A search without a warrant is generally unreasonable. Mapp v. Ohio, 367 U.S. 643, 81 S.Ct. 1684, 6 L.Ed.2d 1081 (1961); Commonwealth v. Bosurgi, 411 Pa. 56, 190 A.2d 304 (1963) cert. denied, 375 U.S. 910, 84 S.Ct. 204, 11 L.Ed.2d 149 (1963). Police may not search a home or any place in which a person has a reasonable expectation of privacy without a warrant. Katz v. United States, 389 U.S. 347, 357, 88 S.Ct. 507, 514, 19 L.Ed.2d 576 (1967). A warrant is obtained after a neutral magistrate finds that probable cause exists for a search for evidence of a crime. Aguilar v. Texas, 378 U.S. 108, 109, 84 S.Ct. 1509, 1511, 12 L.Ed.2d 723 (1964). Probable cause is a product of a totality of the circumstances presented to the magistrate. Illinois v. Gates, 462 U.S. 213, 230, 103 S.Ct. 2317, 2328, 76 L.Ed.2d 527 (1983). See also Commonwealth v. Rodriguez, 526 Pa. 268, 585 A.2d 988 (1991).
There are, however, exceptions to the warrant requirement. One is the automobile exception. The automobile exception is separate and distinct from a search to protect the safety of a police officer under Michigan v.

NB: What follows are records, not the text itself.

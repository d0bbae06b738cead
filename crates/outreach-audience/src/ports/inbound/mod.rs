//! Inbound ports (Use case traits)
//!
//! Hexagonal architecture: application service interfaces.

use async_trait::async_trait;

use crate::application::dto::*;
use crate::domain::aggregates::{FinalizeOutcome, KeyChangePreview, KeySlot, RevertRequest, Segment, SlotState};
use crate::domain::audience::{AudienceReport, CampaignAudience, CountState, PredicateCount};
use crate::domain::filter::{FilterGroup, Selection};
use crate::domain::value_objects::EntityId;
use crate::error::Result;

/// Segment management use cases
#[async_trait]
pub trait SegmentUseCases: Send + Sync {
    async fn create_segment(&self, command: CreateSegmentCommand) -> Result<Segment>;

    async fn update_segment(&self, command: UpdateSegmentCommand) -> Result<Segment>;

    async fn delete_segment(&self, id: &EntityId) -> Result<()>;

    async fn get_segment(&self, id: &EntityId) -> Result<Option<Segment>>;

    async fn list_segments(&self) -> Result<Vec<Segment>>;

    /// Load a segment into editor state, surfacing stale field references
    async fn edit_segment(&self, id: &EntityId) -> Result<EditableSegment>;

    /// Count an unsaved selection
    async fn preview_count(&self, selection: &Selection) -> Result<PredicateCount>;
}

/// Audience aggregation use cases
#[async_trait]
pub trait AudienceUseCases: Send + Sync {
    async fn compute_audience(&self, segment_ids: &[EntityId]) -> Result<AudienceReport>;

    /// Recount a campaign's audience; failures become `CountState::Unavailable`
    async fn refresh(&self, audience: &mut CampaignAudience) -> CountState;

    /// Fresh count taken right before a send; never served from a snapshot
    async fn snapshot_for_send(&self, audience: &CampaignAudience) -> Result<AudienceReport>;
}

/// Identity key lifecycle use cases
#[async_trait]
pub trait IdentityKeyUseCases: Send + Sync {
    async fn get_config(&self) -> Result<IdentityKeyView>;

    async fn set_primary_key(&self, field_key: &str) -> Result<SlotState>;

    async fn set_email_key(&self, field_key: &str) -> Result<SlotState>;

    async fn set_filters(&self, groups: Vec<FilterGroup>) -> Result<SlotState>;

    async fn preview_key_change(&self, slot: KeySlot, field_key: &str) -> Result<KeyChangePreview>;

    async fn finalize(&self) -> Result<FinalizeOutcome>;

    async fn request_revert(&self, slot: KeySlot) -> Result<RevertRequest>;

    async fn cancel_revert(&self, slot: KeySlot) -> Result<SlotState>;
}
//! Editor selections
//!
//! Translation between what an operator ticks in the segment editor and the
//! canonical `FilterGroup` list, in both directions.

use serde::{Deserialize, Serialize};

use super::{FilterCriterion, FilterError, FilterGroup, Operator};
use crate::domain::value_objects::ScalarValue;

/// A contact field the editor can offer
#[derive(Clone, Debug, PartialEq, Eq, Serialize, Deserialize)]
#[serde(rename_all = "camelCase")]
pub struct KnownField {
    pub id: String,
    pub key: String,
    #[serde(default)]
    pub label: String,
}

impl KnownField {
    pub fn new(id: impl Into<String>, key: impl Into<String>) -> Self {
        let key = key.into();
        Self {
            id: id.into(),
            label: key.clone(),
            key,
        }
    }
}

/// Editor state for one field
#[derive(Clone, Debug, Default, PartialEq, Serialize, Deserialize)]
#[serde(rename_all = "camelCase")]
pub struct FieldSelection {
    #[serde(default)]
    pub field_id: Option<String>,
    pub field_key: String,
    #[serde(default)]
    pub checked: Vec<ScalarValue>,
    #[serde(default)]
    pub sub_conditions: Vec<FilterCriterion>,
    #[serde(default)]
    pub operator: Operator,
}

/// Whole editor state for one segment
#[derive(Clone, Debug, Default, PartialEq, Serialize, Deserialize)]
pub struct Selection {
    #[serde(default)]
    pub fields: Vec<FieldSelection>,
}

impl Selection {
    pub fn new() -> Self {
        Self::default()
    }

    fn field_mut(&mut self, field_key: &str) -> &mut FieldSelection {
        let pos = match self.fields.iter().position(|f| f.field_key == field_key) {
            Some(pos) => pos,
            None => {
                self.fields.push(FieldSelection {
                    field_key: field_key.to_string(),
                    ..Default::default()
                });
                self.fields.len() - 1
            }
        };
        &mut self.fields[pos]
    }

    /// Tick a value for a field
    pub fn check(mut self, field_key: &str, value: impl Into<ScalarValue>) -> Self {
        let value = value.into();
        let field = self.field_mut(field_key);
        if !field.checked.contains(&value) {
            field.checked.push(value);
        }
        self
    }

    pub fn uncheck(mut self, field_key: &str, value: &ScalarValue) -> Self {
        self.field_mut(field_key).checked.retain(|v| v != value);
        self
    }

    /// Attach a compound sub-condition to a field
    pub fn condition(mut self, field_key: &str, operator: Operator, criterion: FilterCriterion) -> Self {
        let field = self.field_mut(field_key);
        field.operator = operator;
        field.sub_conditions.push(criterion);
        self
    }

    /// Drop every value and sub-condition of a field
    pub fn deselect(mut self, field_key: &str) -> Self {
        self.fields.retain(|f| f.field_key != field_key);
        self
    }

    pub fn to_groups(&self) -> Result<Vec<FilterGroup>, FilterError> {
        to_groups(self)
    }
}

/// Build the canonical group list from editor state.
///
/// Groups without values and without (non-blank) sub-conditions are
/// dropped. If nothing is left the selection is rejected: an empty group
/// list would mean "everyone", which must never be chosen by omission.
pub fn to_groups(selection: &Selection) -> Result<Vec<FilterGroup>, FilterError> {
    let groups: Vec<FilterGroup> = selection
        .fields
        .iter()
        .filter_map(|field| {
            let mut values: Vec<ScalarValue> = Vec::with_capacity(field.checked.len());
            for value in &field.checked {
                if !values.contains(value) {
                    values.push(value.clone());
                }
            }
            let conditions: Vec<FilterCriterion> = field
                .sub_conditions
                .iter()
                .filter(|c| !c.is_empty())
                .cloned()
                .collect();

            if values.is_empty() && conditions.is_empty() {
                return None;
            }

            Some(FilterGroup {
                field_id: field.field_id.clone(),
                field_key: field.field_key.clone(),
                values,
                operator: if conditions.is_empty() { Operator::And } else { field.operator },
                conditions,
            })
        })
        .collect();

    if groups.is_empty() {
        return Err(FilterError::EmptySegment);
    }
    Ok(groups)
}

/// Why a persisted group could not be mapped back onto the editor
#[derive(Clone, Debug, PartialEq, Eq, Serialize)]
pub enum UnresolvedReason {
    /// Neither the field id nor the field key is known any more
    UnknownField,
    /// A nested condition points at a deleted field
    UnknownConditionField(String),
}

#[derive(Clone, Debug, PartialEq, Serialize)]
pub struct UnresolvedGroup {
    pub group: FilterGroup,
    pub reason: UnresolvedReason,
}

/// Result of hydrating a saved segment into the editor
#[derive(Clone, Debug, Default, PartialEq)]
pub struct Hydration {
    pub selection: Selection,
    pub unresolved: Vec<UnresolvedGroup>,
}

impl Hydration {
    pub fn is_complete(&self) -> bool {
        self.unresolved.is_empty()
    }

    /// The editable selection, or the first stale reference
    pub fn into_selection(self) -> Result<Selection, FilterError> {
        match self.unresolved.into_iter().next() {
            None => Ok(self.selection),
            Some(u) => Err(FilterError::StaleField {
                field: match u.reason {
                    UnresolvedReason::UnknownField => u.group.field_key,
                    UnresolvedReason::UnknownConditionField(key) => key,
                },
            }),
        }
    }
}

/// Rebuild editor state from persisted groups.
///
/// Fields are matched by id first and by key as a fallback; a matched field
/// takes the current key of the known field (it may have been renamed).
/// Groups that cannot be matched are reported, never silently dropped.
pub fn from_groups(groups: &[FilterGroup], known_fields: &[KnownField]) -> Hydration {
    let mut hydration = Hydration::default();

    for group in groups {
        let field = group
            .field_id
            .as_deref()
            .and_then(|id| known_fields.iter().find(|f| f.id == id))
            .or_else(|| known_fields.iter().find(|f| f.key == group.field_key));

        let Some(field) = field else {
            hydration.unresolved.push(UnresolvedGroup {
                group: group.clone(),
                reason: UnresolvedReason::UnknownField,
            });
            continue;
        };

        if let Some(stale) = group
            .conditions
            .iter()
            .find(|c| !known_fields.iter().any(|f| f.key == c.field_key))
        {
            hydration.unresolved.push(UnresolvedGroup {
                group: group.clone(),
                reason: UnresolvedReason::UnknownConditionField(stale.field_key.clone()),
            });
            continue;
        }

        hydration.selection.fields.push(FieldSelection {
            field_id: Some(field.id.clone()),
            field_key: field.key.clone(),
            checked: group.values.clone(),
            sub_conditions: group.conditions.clone(),
            operator: group.operator,
        });
    }

    hydration
}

Long, supra, and is based on a wholly different rationale. Commonwealth v. Baker, 518 Pa. 145, 149, 541 A.2d 1381, 1383 (1988). Automobiles are excepted from the warrant requirement because they are inherently mobile and citizens have a lower expectation of privacy in their cars than in their homes. Milyak, supra. Under the automobile exception an officer may search a car if he has independent probable cause to believe the automobile has been used in the furtherance of a felony or contains contraband or evidence of a crime. Id.
Thus, the question becomes did Officer Gibney have probable cause to believe the vehicle contained contraband or evidence of a crime. Probable cause is defined as “a substantial basis for concluding that a search would uncover evidence *304of wrongdoing.” Gates, 462 U.S. at 236, 103 S.Ct. at 2331. The level of probable cause needed to invoke the automobile exception to the warrant requirement is the same as the probable cause needed for a warrant. Milyak, 508 Pa. at 10, 493 A.2d at 1350.

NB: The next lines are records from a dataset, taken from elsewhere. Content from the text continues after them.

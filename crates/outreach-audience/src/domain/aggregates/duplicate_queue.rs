//! Duplicate Resolution Queue
//!
//! Client-side view over the server's duplicate pairs. The queue is a window:
//! `total_remaining` always comes from the server and is never derived from
//! the number of loaded items.

use chrono::{DateTime, Utc};
use serde::{Deserialize, Serialize};

use crate::domain::value_objects::{ContactRecord, EntityId};

/// Two records judged to be the same real-world contact
#[derive(Clone, Debug, PartialEq, Serialize, Deserialize)]
pub struct DuplicatePair {
    pub id: EntityId,
    pub old: ContactRecord,
    pub new: ContactRecord,
}

impl DuplicatePair {
    pub fn new(id: impl Into<String>, old: ContactRecord, new: ContactRecord) -> Self {
        Self {
            id: EntityId::from_string(id),
            old,
            new,
        }
    }
}

/// Which record of one pair becomes canonical
#[derive(Clone, Copy, Debug, PartialEq, Eq, Serialize, Deserialize)]
#[serde(rename_all = "UPPERCASE")]
pub enum ResolutionChoice {
    Old,
    New,
}

impl std::str::FromStr for ResolutionChoice {
    type Err = String;

    fn from_str(s: &str) -> Result<Self, Self::Err> {
        match s.to_ascii_lowercase().as_str() {
            "old" => Ok(Self::Old),
            "new" => Ok(Self::New),
            other => Err(format!("unknown choice '{}', expected old or new", other)),
        }
    }
}

/// One rule applied to every remaining pair, system-wide
#[derive(Clone, Copy, Debug, PartialEq, Eq, Serialize, Deserialize)]
#[serde(rename_all = "SCREAMING_SNAKE_CASE")]
pub enum BulkChoice {
    AllOld,
    AllNew,
}

impl BulkChoice {
    pub fn per_pair(&self) -> ResolutionChoice {
        match self {
            Self::AllOld => ResolutionChoice::Old,
            Self::AllNew => ResolutionChoice::New,
        }
    }
}

impl From<ResolutionChoice> for BulkChoice {
    fn from(choice: ResolutionChoice) -> Self {
        match choice {
            ResolutionChoice::Old => Self::AllOld,
            ResolutionChoice::New => Self::AllNew,
        }
    }
}

/// One page as returned by the duplicate store
#[derive(Clone, Debug, Default, PartialEq, Serialize, Deserialize)]
#[serde(rename_all = "camelCase")]
pub struct DuplicatePage {
    pub pairs: Vec<DuplicatePair>,
    pub total_remaining: u64,
}

/// Scope confirmation for a bulk resolution.
///
/// Built from the queue so the operator is shown the server-wide total,
/// not the number of pairs currently loaded.
#[derive(Clone, Debug, PartialEq, Eq, Serialize)]
#[serde(rename_all = "camelCase")]
pub struct BulkResolutionPlan {
    pub choice: BulkChoice,
    pub total_remaining: u64,
    pub visible: usize,
    pub planned_at: DateTime<Utc>,
}

impl BulkResolutionPlan {
    pub fn describe(&self) -> String {
        let keep = match self.choice {
            BulkChoice::AllOld => "older",
            BulkChoice::AllNew => "newer",
        };
        format!(
            "Resolve ALL {} duplicate pairs by keeping the {} record (only {} loaded). This cannot be undone.",
            self.total_remaining, keep, self.visible
        )
    }
}

#[derive(Debug, Clone, PartialEq, Eq, thiserror::Error)]
pub enum QueueError {
    #[error("no pair at index {index} (queue holds {len})")]
    InvalidIndex { index: usize, len: usize },

    #[error("queue is out of sync with the server; refresh before resolving")]
    OutOfSync,
}

#[derive(Clone, Debug, Serialize)]
#[serde(rename_all = "camelCase")]
pub struct ResolutionQueue {
    items: Vec<DuplicatePair>,
    page: u32,
    page_size: u32,
    total_remaining: u64,
    cursor: Option<usize>,
    in_sync: bool,
}

impl ResolutionQueue {
    pub fn new(page_size: u32) -> Self {
        Self {
            items: vec![],
            page: 0,
            page_size: page_size.max(1),
            total_remaining: 0,
            cursor: None,
            in_sync: true,
        }
    }

    pub fn items(&self) -> &[DuplicatePair] { &self.items }
    pub fn page(&self) -> u32 { self.page }
    pub fn page_size(&self) -> u32 { self.page_size }
    pub fn total_remaining(&self) -> u64 { self.total_remaining }
    pub fn cursor(&self) -> Option<usize> { self.cursor }
    pub fn is_in_sync(&self) -> bool { self.in_sync }
    pub fn len(&self) -> usize { self.items.len() }
    pub fn is_empty(&self) -> bool { self.items.is_empty() }

    /// More pairs exist on the server than are loaded
    pub fn has_more(&self) -> bool {
        (self.items.len() as u64) < self.total_remaining
    }

    pub fn next_page(&self) -> u32 {
        self.page + 1
    }

    /// Append a fetched page; pairs already present are skipped.
    /// Returns the number of pairs appended.
    pub fn apply_page(&mut self, page: u32, fetched: DuplicatePage) -> usize {
        let before = self.items.len();
        for pair in fetched.pairs {
            if !self.items.iter().any(|p| p.id == pair.id) {
                self.items.push(pair);
            }
        }
        self.page = page;
        self.total_remaining = fetched.total_remaining;
        if self.cursor.is_none() && !self.items.is_empty() {
            self.cursor = Some(0);
        }
        self.items.len() - before
    }

    /// Rebuild from page 1, discarding every local index
    pub fn reset(&mut self, first_page: DuplicatePage) {
        self.items.clear();
        self.cursor = None;
        self.in_sync = true;
        self.apply_page(1, first_page);
    }

    pub fn pair(&self, index: usize) -> Result<&DuplicatePair, QueueError> {
        self.items.get(index).ok_or(QueueError::InvalidIndex {
            index,
            len: self.items.len(),
        })
    }

    /// Move the cursor; resolution state is unaffected
    pub fn inspect(&mut self, index: usize) -> Result<&DuplicatePair, QueueError> {
        self.pair(index)?;
        self.cursor = Some(index);
        Ok(&self.items[index])
    }

    pub fn current(&self) -> Option<&DuplicatePair> {
        self.cursor.and_then(|i| self.items.get(i))
    }

    pub fn mark_out_of_sync(&mut self) {
        self.in_sync = false;
    }

    pub fn ensure_in_sync(&self) -> Result<(), QueueError> {
        if self.in_sync {
            Ok(())
        } else {
            Err(QueueError::OutOfSync)
        }
    }

    pub fn plan_resolve_all(&self, choice: BulkChoice) -> BulkResolutionPlan {
        BulkResolutionPlan {
            choice,
            total_remaining: self.total_remaining,
            visible: self.items.len(),
            planned_at: Utc::now(),
        }
    }
}

#[cfg(test)]
mod tests {
    use super::*;

    fn pair(id: &str) -> DuplicatePair {
        DuplicatePair::new(
            id,
            ContactRecord::new(format!("{}-old", id)).with("email", "a@example.com"),
            ContactRecord::new(format!("{}-new", id)).with("email", "a@example.com"),
        )
    }

    fn page(ids: &[&str], total: u64) -> DuplicatePage {
        DuplicatePage {
            pairs: ids.iter().map(|id| pair(id)).collect(),
            total_remaining: total,
        }
    }

    #[test]
    fn test_total_comes_from_server() {
        let mut queue = ResolutionQueue::new(2);
        queue.apply_page(1, page(&["p1", "p2"], 40));

        assert_eq!(queue.len(), 2);
        assert_eq!(queue.total_remaining(), 40);
        assert!(queue.has_more());
        assert_eq!(queue.next_page(), 2);
        assert_eq!(queue.cursor(), Some(0));
    }

    #[test]
    fn test_append_skips_known_pairs() {
        let mut queue = ResolutionQueue::new(2);
        queue.apply_page(1, page(&["p1", "p2"], 3));
        let appended = queue.apply_page(2, page(&["p2", "p3"], 3));

        assert_eq!(appended, 1);
        assert_eq!(queue.len(), 3);
        assert!(!queue.has_more());
    }

    #[test]
    fn test_cursor_is_independent() {
        let mut queue = ResolutionQueue::new(10);
        queue.apply_page(1, page(&["p1", "p2", "p3"], 3));

        assert_eq!(queue.inspect(2).unwrap().id.as_str(), "p3");
        assert_eq!(queue.current().map(|p| p.id.as_str()), Some("p3"));
        assert_eq!(queue.inspect(7), Err(QueueError::InvalidIndex { index: 7, len: 3 }));
        assert_eq!(queue.cursor(), Some(2));
    }

    #[test]
    fn test_reset_repoints_cursor() {
        let mut queue = ResolutionQueue::new(10);
        queue.apply_page(1, page(&["p1", "p2", "p3"], 3));
        queue.inspect(2).unwrap();
        queue.mark_out_of_sync();

        queue.reset(page(&["p1", "p2"], 2));
        assert_eq!(queue.cursor(), Some(0));
        assert!(queue.is_in_sync());

        queue.reset(DuplicatePage::default());
        assert_eq!(queue.cursor(), None);
        assert!(queue.current().is_none());
    }

    #[test]
    fn test_out_of_sync_guard() {
        let mut queue = ResolutionQueue::new(10);
        assert!(queue.ensure_in_sync().is_ok());
        queue.mark_out_of_sync();
        assert_eq!(queue.ensure_in_sync(), Err(QueueError::OutOfSync));
    }

    #[test]
    fn test_bulk_plan_reports_server_scope() {
        let mut queue = ResolutionQueue::new(2);
        queue.apply_page(1, page(&["p1", "p2"], 57));
        let plan = queue.plan_resolve_all(BulkChoice::AllNew);

        assert_eq!(plan.total_remaining, 57);
        assert_eq!(plan.visible, 2);
        assert!(plan.describe().contains("ALL 57"));
        assert_eq!(BulkChoice::AllNew.per_pair(), ResolutionChoice::New);
    }

    #[test]
    fn test_choice_wire_format() {
        assert_eq!(serde_json::to_string(&ResolutionChoice::Old).unwrap(), "\"OLD\"");
        assert_eq!(serde_json::to_string(&BulkChoice::AllNew).unwrap(), "\"ALL_NEW\"");
        assert_eq!("NEW".parse::<ResolutionChoice>(), Ok(ResolutionChoice::New));
    }
}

I would find probable cause to search the vehicle under the automobile exception in the testimony of Officer Gibney, who had been a narcotics officer for eight years. Officer Gibney observed a vehicle in a high-crime area which sped off at his approach in an unmarked police car. The car veered around a grade level train crossing barrier in its effort to elude the officer. Officer Gibney turned on his siren and lights; five blocks later the car he was pursuing stopped. As the officer approached the car, he observed movement among the occupants, movement that he “didn’t like,” based on his training and experience. That movement drew Officer Gibney’s attention to the pouch behind the driver’s seat. There he saw a bulge which turned out to be the gun in question.
Using the Gates, supra, formulation of the totality of the circumstances, I would find that Officer Gibney had the requisite probable cause that contraband or evidence of a crime would be found in the vehicle in question, Milyak, supra, and that, therefore, his search of the vehicle was proper and the evidence should not be suppressed.